PRINCE CHARLES ON PLANET WINDSOR

Though far from comprehensive, Mayer’s intriguing snapshot of Prince Charles reveals the often overlooked intricacies of his...

A brief biography of Britain’s famous king-in-waiting, Prince Charles.

The Prince of Wales has been a mainstay of international media for nearly his entire life. Between his tumultuous marriage to Princess Diana, which tragically culminated in a 1997 fatal car crash, and the nasty rumors that Charles is anxiously awaiting his mother’s death to ascend the throne, there has been no shortage of ink spilled over the prince. Yet despite his presence as a public figure, Charles has maintained a remarkably guarded life. Though he makes hundreds of appearances each year, from hosting world leaders to visiting local businesses across Britain, as a person, he is difficult to define. Longtime Time journalist Mayer has profiled dignitaries of all stripes, and here she sets out to dispel the prejudices dogging not only Charles, but also the institution of monarchy. Bad press and mismanagement have long plagued the Windsors, and politicians have routinely questioned the political and financial legitimacy of the royal family. Yet Prince Charles remains the family’s most active and public representative—for better or worse. Bucking the conventional linear narrative of traditional biographies, Mayer focuses her study of Charles on aspects of his character. Chief among them is his dedication to philanthropy and cultural initiatives. Charles was notably one of the first proponents of sustainable agriculture, environmental activism, and conservation in Britain, famously mentioning that he liked to walk through his garden and talk to his plants.
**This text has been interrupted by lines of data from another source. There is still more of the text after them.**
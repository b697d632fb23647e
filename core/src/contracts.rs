//! Builtin field contracts.
//!
//! Each content variant is listed generation by generation, oldest first.
//! Field sets are shared between contracts wherever generations agree.

use crate::registry::{FieldContract, FieldKind, FieldSpec, Generation};

/// `authorType` values of author generations 1 and 2.
pub const LEGACY_AUTHOR_TYPES: &[&str] = &["htz", "hdc", "tm", "blogger", "guest"];

/// `authorType` values of author generation 3.
pub const AUTHOR_TYPES: &[&str] = &[
    "haaretz",
    "themarker",
    "haaretzcom",
    "haaretzblog",
    "haaretzguest",
    "unknown",
];

pub const PULLQUOTE_TYPES: &[&str] = &["default", "hasQuote", "hasPic"];

pub const IMAGE_TYPES: &[&str] = &["image", "infographic"];

/// Variants accepted as an article's leading media.
pub const LEADING_MEDIA: &[&str] = &["image", "embed", "gallery"];

const fn req(name: &'static str, kind: FieldKind) -> FieldSpec {
    FieldSpec::required(name, kind)
}

const fn opt(name: &'static str, kind: FieldKind) -> FieldSpec {
    FieldSpec::optional(name, kind)
}

const TEXT: FieldKind = FieldKind::String;
const IMAGE: FieldKind = FieldKind::Content(&["image"]);
const TAGS: FieldKind = FieldKind::List(&FieldKind::Taxonomy);
const AUTHORS: FieldKind = FieldKind::List(&FieldKind::AuthorOrName);
const SUMMARIES: FieldKind = FieldKind::List(&FieldKind::Summary);

const ARTICLE: &[FieldSpec] = &[
    req("title", TEXT),
    opt("mobileTitle", TEXT),
    opt("subtitle", TEXT),
    opt("mobileSubtitle", TEXT),
    opt("exclusive", TEXT),
    opt("mobileExclusive", TEXT),
    opt("authors", AUTHORS),
    opt("credit", TEXT),
    opt("reportingFrom", TEXT),
    req("pubDate", FieldKind::Date),
    opt("modDate", FieldKind::Date),
    opt("leadingMedia", FieldKind::Content(LEADING_MEDIA)),
    opt("tags", TAGS),
    opt("comments", TEXT),
    req("body", FieldKind::Body),
];

const CARDS: FieldKind = FieldKind::List(&FieldKind::Content(&["liveblogItem"]));

const LIVE_BLOG_V1: &[FieldSpec] = &[
    req("isLiveUpdate", FieldKind::Bool),
    req("ShowCardsDate", FieldKind::Bool),
    opt("liveBlogMetaTitle", TEXT),
    opt("cards", CARDS),
];

const LIVE_BLOG_V2: &[FieldSpec] = &[
    opt("isLiveUpdate", FieldKind::Bool),
    opt("showCardsDate", FieldKind::Bool),
    opt("liveBlogMetaTitle", TEXT),
    opt("cards", CARDS),
];

const CARD_COMMON: &[FieldSpec] = &[
    req("title", TEXT),
    req("contentName", TEXT),
    req("pubDate", FieldKind::Date),
    opt("modDate", FieldKind::Date),
    opt("keyEvent", TEXT),
    opt("cardId", TEXT),
    opt("reportingFrom", TEXT),
    opt("credit", TEXT),
    opt("tags", TAGS),
];

const CARD_V1: &[FieldSpec] = &[
    opt("titleMobile", TEXT),
    req("content", FieldKind::Body),
    opt("author", FieldKind::AuthorOrName),
];

const CARD_V2: &[FieldSpec] = &[
    opt("mobileTitle", TEXT),
    req("body", FieldKind::Body),
    opt("authors", AUTHORS),
];

const IMAGE_V1: &[FieldSpec] = &[
    req("alt", TEXT),
    req("image", TEXT),
    opt("caption", TEXT),
    opt("credit", TEXT),
];

const IMAGE_V2: &[FieldSpec] = &[
    req("alt", TEXT),
    req("imgArray", FieldKind::ImageAssets),
    opt("description", TEXT),
    opt("credit", TEXT),
    opt("isAnimated", FieldKind::Bool),
    opt("imageType", FieldKind::Enum(IMAGE_TYPES)),
];

const IMAGE_V3: &[FieldSpec] = &[req("aspects", FieldKind::Aspects)];

const GALLERY: &[FieldSpec] = &[
    req("images", FieldKind::List(&IMAGE)),
    opt("title", TEXT),
];

const EMBED: &[FieldSpec] = &[req("identifier", TEXT)];

const RELATED: &[FieldSpec] = &[req("items", SUMMARIES)];

const ADVERT: &[FieldSpec] = &[
    req("style", TEXT),
    req("class", TEXT),
    req("id", TEXT),
    req("audianceTarget", TEXT),
];

const PULLQUOTE: &[FieldSpec] = &[
    req("pullquoteType", FieldKind::Enum(PULLQUOTE_TYPES)),
    req("content", TEXT),
    opt("image", IMAGE),
    opt("citation", TEXT),
];

const AUTHOR_CONTACT: &[FieldSpec] = &[
    opt("twitter", TEXT),
    opt("facebook", TEXT),
    opt("email", TEXT),
    opt("hasEmailAlerts", FieldKind::Bool),
];

const AUTHOR_V1: &[FieldSpec] = &[
    req("contentName", TEXT),
    req("authorType", FieldKind::Vocabulary(LEGACY_AUTHOR_TYPES)),
    req("hasPushAlerts", FieldKind::Bool),
    opt("url", TEXT),
    opt("image", TEXT),
    opt("gplus", TEXT),
];

const AUTHOR_V2: &[FieldSpec] = &[
    req("contentName", TEXT),
    req("authorType", FieldKind::Vocabulary(LEGACY_AUTHOR_TYPES)),
    req("url", TEXT),
    opt("image", IMAGE),
];

const AUTHOR_V3: &[FieldSpec] = &[
    req("contentName", TEXT),
    req("authorType", FieldKind::Vocabulary(AUTHOR_TYPES)),
    opt("url", TEXT),
    opt("image", IMAGE),
    opt("bio", TEXT),
    opt("jobTitle", TEXT),
];

const LIST_COMMON: &[FieldSpec] = &[
    req("view", TEXT),
    req("items", SUMMARIES),
    opt("title", TEXT),
    opt("url", TEXT),
];

const LIST_V1: &[FieldSpec] = &[
    req("hasPagination", FieldKind::Bool),
    opt("urlDescription", TEXT),
];

const LIST_V2: &[FieldSpec] = &[
    opt("paginated", FieldKind::Bool),
    opt("linkText", TEXT),
];

/// Fields of a taxonomy item (tags, lineage). Not a content variant.
pub const TAXONOMY_ITEM: &[FieldSpec] = &[
    req("name", TEXT),
    req("url", TEXT),
    opt("pathSegment", TEXT),
    opt("contentId", TEXT),
];

const fn v(number: u32) -> Generation {
    Generation::new(number)
}

pub const BUILTIN_CONTRACTS: &[FieldContract] = &[
    FieldContract::new("article", v(1), &[ARTICLE]),
    FieldContract::new("articleLiveBlog", v(1), &[ARTICLE, LIVE_BLOG_V1]),
    FieldContract::new("articleLiveBlog", v(2), &[ARTICLE, LIVE_BLOG_V2]),
    FieldContract::new("liveblogItem", v(1), &[CARD_COMMON, CARD_V1]),
    FieldContract::new("liveblogItem", v(2), &[CARD_COMMON, CARD_V2]),
    FieldContract::new("image", v(1), &[IMAGE_V1]),
    FieldContract::new("image", v(2), &[IMAGE_V2]),
    FieldContract::new("image", v(3), &[IMAGE_V2, IMAGE_V3]),
    FieldContract::new("gallery", v(1), &[GALLERY]),
    FieldContract::new("embed", v(1), &[EMBED]),
    FieldContract::new("related", v(1), &[RELATED]),
    FieldContract::new("advert", v(1), &[ADVERT]),
    FieldContract::new("pullquote", v(1), &[PULLQUOTE]),
    FieldContract::new("author", v(1), &[AUTHOR_V1, AUTHOR_CONTACT]),
    FieldContract::new("author", v(2), &[AUTHOR_V2, AUTHOR_CONTACT]),
    FieldContract::new("author", v(3), &[AUTHOR_V3, AUTHOR_CONTACT]),
    FieldContract::new("list", v(1), &[LIST_COMMON, LIST_V1]),
    FieldContract::new("list", v(2), &[LIST_COMMON, LIST_V2]),
];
He even founded one of the country’s first organic brands and published a manifesto called Harmony. Mayer also dives into the juicy bits such as family history and his marriage to Diana. Ultimately, she captures the contradiction between Charles’ traditional wisdom and progressive causes and illuminates a man perpetually caught in between the rule of royalty and his need to express himself as an individual.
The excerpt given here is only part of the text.